Yet the popularity of gas may soon begin to wane. Americans are waking up to the fact that natural gas is a powerful contributor to climate change and source of air pollution—and that’s not even counting gas pipelines’ tendency to leak and explode. Climate emissions from gas and oil-powered buildings make up a full 12 percent of US greenhouse gas emissions. Just a couple of decades ago, electricity wasn’t the obviously cleaner choice. Now it’s the main strategy for cleaning up stubborn sources of pollution. If homes are fully electric, they’re bound to rely increasingly on renewable energy sources like solar and wind, but every new home that connects to the gas grid today will still be using fossil fuels in 15 years, no matter how much we clean up the electricity sector.

Already at least 42 municipalities across the United States have strengthened building codes to discourage expanding gas hookups in new construction, and the pace is picking up. New York City may soon join that number, while Seattle has settled for a compromise that bans gas appliances in commercial and multifamily homes without technically banning the stove in new construction. In 2021, Washington state will proposed that bans gas furnaces and heating after 2030. California regulators have faced pressure to pass the most aggressive standards in the nation to make all newly constructed buildings electric by 2023. Biden’s campaign promised to implement new appliance and building-efficiency standards. Even with all the gas industry lobbying on the state level, more stringent federal rules could motivate builders to ditch the gas hookups for good in new construction.

The dangers of gas stoves go beyond just heating the planet—they can also cause serious health problems. Gas stoves emit a host of dangerous pollutants, including particulate matter, formaldehyde, carbon monoxide, and nitrogen dioxide. Carbon monoxide poisoning is a known killer, which homeowners assume can be prevented with detectors. But new research shows that the standard sensor doesn’t always pick up potentially dangerous carbon monoxide emissions—if a home even has working sensor at all. Nitrogen dioxide, which is not regulated indoors, has been linked to an increased risk of heart attacks, asthma, and other respiratory disease. In May, a literature review by the think tank RMI highlighted EPA research that found homes with gas stoves have anywhere between 50 and 400 percent higher concentrations of nitrogen dioxide than homes without. Children are especially at risk, according to a study by UCLA Fielding School of Public Health commissioned by Sierra Club: Epidemiological research suggests that kids in homes with gas stoves are 42 percent more likely to have asthma than children in homes with electric stoves. Running a stove and oven for just 45 minutes can produce pollution levels that would be illegal outdoors. One 2014 simulation by the Berkeley National Laboratory found that cooking with gas greatly increase carbon monoxide pollution by adding up to 3,000 parts per billion of carbon monoxide into the air after an hour—raising indoor carbon monoxide concentrations up to one-third for the average home.

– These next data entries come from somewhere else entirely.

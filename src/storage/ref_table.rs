use std::collections::BTreeMap;

use serde::{Deserialize, Serialize};

use crate::error::Result;
use crate::object::ObjectId;

/// In-memory ref table: unique, case-sensitive names mapped to object ids.
///
/// Kept sorted so `list` output and the serialized form are stable.
#[derive(Debug, Clone, Default, PartialEq, Eq, Serialize, Deserialize)]
#[serde(transparent)]
pub struct RefTable {
    refs: BTreeMap<String, ObjectId>,
}

impl RefTable {
    pub fn get(&self, name: &str) -> Option<&ObjectId> {
        self.refs.get(name)
    }

    pub fn contains(&self, name: &str) -> bool {
        self.refs.contains_key(name)
    }

    /// Set or remove a ref, returning the previous target.
    pub fn set(&mut self, name: &str, target: Option<ObjectId>) -> Option<ObjectId> {
        match target {
            Some(id) => self.refs.insert(name.to_string(), id),
            None => self.refs.remove(name),
        }
    }

    pub fn iter(&self) -> impl Iterator<Item = (&str, &ObjectId)> {
        self.refs.iter().map(|(name, id)| (name.as_str(), id))
    }

    pub fn len(&self) -> usize {
        self.refs.len()
    }

    #[cfg(test)]
    pub fn is_empty(&self) -> bool {
        self.refs.is_empty()
    }

    pub fn from_json(bytes: &[u8]) -> Result<Self> {
        Ok(serde_json::from_slice(bytes)?)
    }

    pub fn to_json(&self) -> Result<Vec<u8>> {
        Ok(serde_json::to_vec_pretty(self)?)
    }
}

Shelly Miller, a University of Colorado, Boulder, environmental engineer who has studied indoor air quality for decades, explains that household gas combustion is essentially the same as in a car. “Cooking,” she adds, “is the number one way you’re polluting your home. It is causing respiratory and cardiovascular health problems; it can exacerbate flu and asthma and COPD [chronic obstructive pulmonary disease] in children.” Without ventilation, “you’re basically living in this toxic soup.”

Over the last century, the gas industry has worked wonders to convince Americans that cooking with a gas flame is superior to using electric heat. Gas companies have urged us not to think too hard—if at all—about what it means to combust a fossil fuel in our homes.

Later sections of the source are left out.